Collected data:
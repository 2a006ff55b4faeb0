//! Todo list service.
//!
//! # Responsibility
//! - Keep an ordered, in-memory list of todo items.
//! - Provide add/toggle/delete/list entry points for UI callers.
//!
//! # Invariants
//! - Items keep insertion order; deletion preserves the order of the rest.
//! - Every id in the list is unique and generated by the list itself, or
//!   checked on the `from_todos` import path.
//! - Unknown ids are tolerated: toggle/delete report `false` and change nothing.
//! - Todo text is user content and never reaches the log.

use crate::model::todo::{Todo, TodoId, TodoValidationError};
use log::debug;
use std::collections::HashSet;

/// Ordered in-memory todo list.
#[derive(Debug, Clone, Default, PartialEq, Eq)]
pub struct TodoList {
    todos: Vec<Todo>,
}

impl TodoList {
    /// Creates an empty list.
    pub fn new() -> Self {
        Self::default()
    }

    /// Restores a list from previously listed items, keeping their order.
    ///
    /// # Errors
    /// - [`TodoValidationError::NilId`] when any item carries a nil id.
    /// - [`TodoValidationError::DuplicateId`] for the first repeated id.
    pub fn from_todos(todos: Vec<Todo>) -> Result<Self, TodoValidationError> {
        let mut seen = HashSet::with_capacity(todos.len());
        for todo in &todos {
            if todo.id.is_nil() {
                return Err(TodoValidationError::NilId);
            }
            if !seen.insert(todo.id) {
                return Err(TodoValidationError::DuplicateId(todo.id));
            }
        }
        Ok(Self { todos })
    }

    /// Appends an open todo and returns its new id.
    ///
    /// Text is stored as given; empty and repeated texts are allowed.
    pub fn add_todo(&mut self, text: impl Into<String>) -> TodoId {
        let mut todo = Todo::new(text);
        // Ids stay unique even on a v4 collision.
        while self.contains(todo.id) {
            todo.id = TodoId::new_v4();
        }
        let id = todo.id;
        self.todos.push(todo);
        debug!(
            "event=todo_add module=todo status=ok id={id} count={}",
            self.todos.len()
        );
        id
    }

    /// Flips the completion flag of the first todo with `id`.
    ///
    /// Returns whether a todo was found.
    pub fn toggle_todo(&mut self, id: TodoId) -> bool {
        match self.todos.iter_mut().find(|todo| todo.id == id) {
            Some(todo) => {
                todo.toggle();
                debug!(
                    "event=todo_toggle module=todo status=ok id={id} completed={}",
                    todo.completed
                );
                true
            }
            None => {
                debug!("event=todo_toggle module=todo status=not_found id={id}");
                false
            }
        }
    }

    /// Removes every todo with `id`, keeping the order of the rest.
    ///
    /// Returns whether anything was removed.
    pub fn delete_todo(&mut self, id: TodoId) -> bool {
        let before = self.todos.len();
        self.todos.retain(|todo| todo.id != id);
        let removed = before - self.todos.len();
        if removed == 0 {
            debug!("event=todo_delete module=todo status=not_found id={id}");
            return false;
        }
        debug!(
            "event=todo_delete module=todo status=ok id={id} count={}",
            self.todos.len()
        );
        true
    }

    /// Read-only view of all todos in list order.
    pub fn get_todos(&self) -> &[Todo] {
        &self.todos
    }

    pub fn get_todo(&self, id: TodoId) -> Option<&Todo> {
        self.todos.iter().find(|todo| todo.id == id)
    }

    pub fn len(&self) -> usize {
        self.todos.len()
    }

    pub fn is_empty(&self) -> bool {
        self.todos.is_empty()
    }

    /// Number of completed todos, for "n of m done" counters.
    pub fn completed_count(&self) -> usize {
        self.todos.iter().filter(|todo| todo.completed).count()
    }

    fn contains(&self, id: TodoId) -> bool {
        self.todos.iter().any(|todo| todo.id == id)
    }
}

* **ACTIVITY**:
Exactly as they appear above, set down all of the records once more.

* **SOLUTION FOR THIS PROBLEM**:
repository 2a006ff55b4faeb0
//! Todo list service.
//!
//! # Responsibility
//! - Keep an ordered, in-memory list of todo items.
//! - Provide add/toggle/delete/list entry points for UI callers.
//!
//! # Invariants
//! - Items keep insertion order; deletion preserves the order of the rest.
//! - Every id in the list is unique and generated by the list itself, or
//!   checked on the `from_todos` import path.
//! - Unknown ids are tolerated: toggle/delete report `false` and change nothing.
//! - Todo text is user content and never reaches the log.

use crate::model::todo::{Todo, TodoId, TodoValidationError};
use log::debug;
use std::collections::HashSet;

/// Ordered in-memory todo list.
#[derive(Debug, Clone, Default, PartialEq, Eq)]
pub struct TodoList {
    todos: Vec<Todo>,
}

impl TodoList {
    /// Creates an empty list.
    pub fn new() -> Self {
        Self::default()
    }

    /// Restores a list from previously listed items, keeping their order.
    ///
    /// # Errors
    /// - [`TodoValidationError::NilId`] when any item carries a nil id.
    /// - [`TodoValidationError::DuplicateId`] for the first repeated id.
    pub fn from_todos(todos: Vec<Todo>) -> Result<Self, TodoValidationError> {
        let mut seen = HashSet::with_capacity(todos.len());
        for todo in &todos {
            if todo.id.is_nil() {
                return Err(TodoValidationError::NilId);
            }
            if !seen.insert(todo.id) {
                return Err(TodoValidationError::DuplicateId(todo.id));
            }
        }
        Ok(Self { todos })
    }

    /// Appends an open todo and returns its new id.
    ///
    /// Text is stored as given; empty and repeated texts are allowed.
    pub fn add_todo(&mut self, text: impl Into<String>) -> TodoId {
        let mut todo = Todo::new(text);
        // Ids stay unique even on a v4 collision.
        while self.contains(todo.id) {
            todo.id = TodoId::new_v4();
        }
        let id = todo.id;
        self.todos.push(todo);
        debug!(
            "event=todo_add module=todo status=ok id={id} count={}",
            self.todos.len()
        );
        id
    }

    /// Flips the completion flag of the first todo with `id`.
    ///
    /// Returns whether a todo was found.
    pub fn toggle_todo(&mut self, id: TodoId) -> bool {
        match self.todos.iter_mut().find(|todo| todo.id == id) {
            Some(todo) => {
                todo.toggle();
                debug!(
                    "event=todo_toggle module=todo status=ok id={id} completed={}",
                    todo.completed
                );
                true
            }
            None => {
                debug!("event=todo_toggle module=todo status=not_found id={id}");
                false
            }
        }
    }

    /// Removes every todo with `id`, keeping the order of the rest.
    ///
    /// Returns whether anything was removed.
    pub fn delete_todo(&mut self, id: TodoId) -> bool {
        let before = self.todos.len();
        self.todos.retain(|todo| todo.id != id);
        let removed = before - self.todos.len();
        if removed == 0 {
            debug!("event=todo_delete module=todo status=not_found id={id}");
            return false;
        }
        debug!(
            "event=todo_delete module=todo status=ok id={id} count={}",
            self.todos.len()
        );
        true
    }

    /// Read-only view of all todos in list order.
    pub fn get_todos(&self) -> &[Todo] {
        &self.todos
    }

    pub fn get_todo(&self, id: TodoId) -> Option<&Todo> {
        self.todos.iter().find(|todo| todo.id == id)
    }

    pub fn len(&self) -> usize {
        self.todos.len()
    }

    pub fn is_empty(&self) -> bool {
        self.todos.is_empty()
    }

    /// Number of completed todos, for "n of m done" counters.
    pub fn completed_count(&self) -> usize {
        self.todos.iter().filter(|todo| todo.completed).count()
    }

    fn contains(&self, id: TodoId) -> bool {
        self.todos.iter().any(|todo| todo.id == id)
    }
}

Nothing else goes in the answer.